Quote from: arale on January 23, 2020, 09:57:19 AM
Elphanigh's description captured very much my experience too. So, Kat, you are not alone in being the highly functioning student at school. In Pete Walker's book, he talked about how much safer he felt in the army than with his family. In the army, there were clear rules. You follow them, you get rewarded. You transgress them, you get punished, while at home, there are hidden landmines everywhere. That really describes very well what I felt at school. I was a good student, followed the rules, kind to my fellow students, did real well in exams and extra-curricular activities. I was loved by my teachers and fellow students. I had much happier school memories than many of my friends who had more loving families than mine.
Also, the idea to become the best and get into the best college became a hope for me during those late teenage years. I chose to believe that once I've given my mum what she wanted from me - best of the best - then we are even and I would be free to live my life. Problems started when I actually did get into the best college, and they continued when I tried to get a job and enter into the "real world". There, it's no longer enough to obey rules, listen to the teacher, know how to study for exams. People want boldness, creativity and confidence from their top students or candidates for their competitive jobs. Well, after spending years developing skills to be very sensitive to what other people what from me, and being polite and obedient, I had no idea what I would want to create nor did I have a single shred of true confidence left.
I can so relate to this. Growing up in a family where achievement was everything, I forced myself to bring home straight A's at any and all costs, so that I would not have to face the wrath and shame that my parents would deal to me otherwise. I pulled all nighters starting in middle school all the way into graduate school in order to deliver exceptional reports and to excel at tests. I didn't have time for friends, it was not encouraged, and I didn't enjoy that interaction because fun was portrayed to me as a sin. I didn't have time for my own interests, it was also not encouraged unless it was something impressive I could include on my transcript.

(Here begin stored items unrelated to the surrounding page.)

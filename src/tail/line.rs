//! Numbered lines and the forward-only line cursor.
//!
//! A [`LineCursor`] wraps a buffered reader and hands out [`Line`] values
//! numbered from 1. Only complete lines (terminated by `\n`) are returned
//! while tailing; a trailing fragment stays buffered until the writer
//! finishes it.

use std::fmt;
use std::fs::File;
use std::io::{self, BufRead, BufReader};
use std::path::Path;

use serde::Serialize;

use super::error::TailError;

/// A single numbered line of a text file.
#[derive(Debug, Clone, PartialEq, Eq, Serialize)]
pub struct Line {
    /// 1-based line number within one cursor's lifetime.
    line_number: u64,
    /// Line text without its terminator, or `None` when no content is
    /// available.
    content: Option<String>,
}

impl Line {
    /// Create a line with content.
    #[must_use]
    pub fn new(line_number: u64, content: impl Into<String>) -> Self {
        Self {
            line_number,
            content: Some(content.into()),
        }
    }

    /// Create a placeholder line carrying no content.
    #[must_use]
    pub fn empty(line_number: u64) -> Self {
        Self {
            line_number,
            content: None,
        }
    }

    /// Get the line number.
    #[must_use]
    pub fn line_number(&self) -> u64 {
        self.line_number
    }

    /// Get the line content, if any.
    #[must_use]
    pub fn content(&self) -> Option<&str> {
        self.content.as_deref()
    }
}

impl fmt::Display for Line {
    fn fmt(&self, f: &mut fmt::Formatter<'_>) -> fmt::Result {
        write!(
            f,
            "{} - {}",
            self.line_number,
            self.content.as_deref().unwrap_or_default()
        )
    }
}

/// Forward-only reader producing numbered lines.
///
/// The line counter lives as long as the cursor; recreating the cursor is the
/// only way to start over from line 1.
#[derive(Debug)]
pub struct LineCursor<R> {
    reader: R,
    line_number: u64,
    partial: Vec<u8>,
}

impl LineCursor<BufReader<File>> {
    /// Open `path` for shared reading, positioned at the start of the file.
    ///
    /// The file may be held open for appending, renamed or deleted by another
    /// process while this cursor reads it.
    ///
    /// # Errors
    ///
    /// Returns [`TailError::NotFound`] or [`TailError::PermissionDenied`] for
    /// access failures, [`TailError::Io`] for anything else.
    pub fn open(path: &Path) -> Result<Self, TailError> {
        let file = open_shared(path).map_err(|e| TailError::from_io(path, e))?;
        tracing::debug!(path = %path.display(), "Opened read cursor");
        Ok(Self::new(BufReader::new(file)))
    }
}

impl<R: BufRead> LineCursor<R> {
    /// Wrap an already-open reader.
    pub fn new(reader: R) -> Self {
        Self {
            reader,
            line_number: 0,
            partial: Vec::new(),
        }
    }

    /// Number of the last line handed out (0 before the first line).
    #[must_use]
    pub fn line_number(&self) -> u64 {
        self.line_number
    }

    /// Returns `true` if an unterminated fragment is buffered.
    #[must_use]
    pub fn has_partial(&self) -> bool {
        !self.partial.is_empty()
    }

    /// Read the next complete line, or `None` if none is available yet.
    ///
    /// An incomplete trailing line is kept and completed by a later call.
    ///
    /// # Errors
    ///
    /// Returns any error reported by the underlying reader.
    pub fn read_next_complete_line(&mut self) -> io::Result<Option<Line>> {
        self.reader.read_until(b'\n', &mut self.partial)?;
        if self.partial.last() != Some(&b'\n') {
            return Ok(None);
        }

        let mut bytes = std::mem::take(&mut self.partial);
        bytes.pop();
        if bytes.last() == Some(&b'\r') {
            bytes.pop();
        }
        Ok(Some(self.next_line(&bytes)))
    }

    /// Read every complete line currently available.
    ///
    /// # Errors
    ///
    /// Returns any error reported by the underlying reader. Lines read before
    /// the error are lost, but the counter still reflects them.
    pub fn drain(&mut self) -> io::Result<Vec<Line>> {
        let mut lines = Vec::new();
        while let Some(line) = self.read_next_complete_line()? {
            lines.push(line);
        }
        Ok(lines)
    }

    /// Hand out the buffered unterminated fragment as a final line.
    ///
    /// Only meaningful once the source is known to be complete.
    pub fn finish(&mut self) -> Option<Line> {
        if self.partial.is_empty() {
            return None;
        }
        let bytes = std::mem::take(&mut self.partial);
        Some(self.next_line(&bytes))
    }

    /// Consume the cursor as an iterator over the whole remaining input,
    /// including an unterminated last line.
    pub fn into_lines(self) -> FileLines<R> {
        FileLines {
            cursor: self,
            done: false,
        }
    }

    fn next_line(&mut self, bytes: &[u8]) -> Line {
        self.line_number += 1;
        Line::new(self.line_number, String::from_utf8_lossy(bytes).into_owned())
    }
}

/// Iterator over every line of a completed read.
///
/// Stops after the first error.
#[derive(Debug)]
pub struct FileLines<R> {
    cursor: LineCursor<R>,
    done: bool,
}

impl<R: BufRead> Iterator for FileLines<R> {
    type Item = io::Result<Line>;

    fn next(&mut self) -> Option<Self::Item> {
        if self.done {
            return None;
        }
        match self.cursor.read_next_complete_line() {
            Ok(Some(line)) => Some(Ok(line)),
            Ok(None) => {
                self.done = true;
                self.cursor.finish().map(Ok)
            }
            Err(e) => {
                self.done = true;
                Some(Err(e))
            }
        }
    }
}

/// Read every line of `path` from the start, as a finite sequence.
///
/// # Errors
///
/// Returns an access error if the file cannot be opened.
pub fn read_lines(path: &Path) -> Result<FileLines<BufReader<File>>, TailError> {
    Ok(LineCursor::open(path)?.into_lines())
}

#[cfg(windows)]
fn open_shared(path: &Path) -> io::Result<File> {
    use std::os::windows::fs::OpenOptionsExt;

    const FILE_SHARE_READ: u32 = 0x0000_0001;
    const FILE_SHARE_WRITE: u32 = 0x0000_0002;
    const FILE_SHARE_DELETE: u32 = 0x0000_0004;

    std::fs::OpenOptions::new()
        .read(true)
        .share_mode(FILE_SHARE_READ | FILE_SHARE_WRITE | FILE_SHARE_DELETE)
        .open(path)
}

#[cfg(not(windows))]
fn open_shared(path: &Path) -> io::Result<File> {
    File::open(path)
}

So to appease my parents, because otherwise I would be kicked out of the family, I worked myself to the bone to study something I wasn't naturally interested in and something I wasn't naturally good at. I graduated from a top university only to find out as Arale said, the real world has no closed system like in the classroom where there's a single authority figure, planned tests, planned preparation time, and an objective ranking system. Because the job market is so open-ended, those who have confidence, initiative, and resilience (all the emotional skills that were crushed by my parents) tend to have the most success.
Now I'm still in this field that was not my choosing, and wish so hard that I had listened to my true self back then. I know being a minor, it probably wouldn't have been possible, but then that just makes me more angry that I was born to these parents.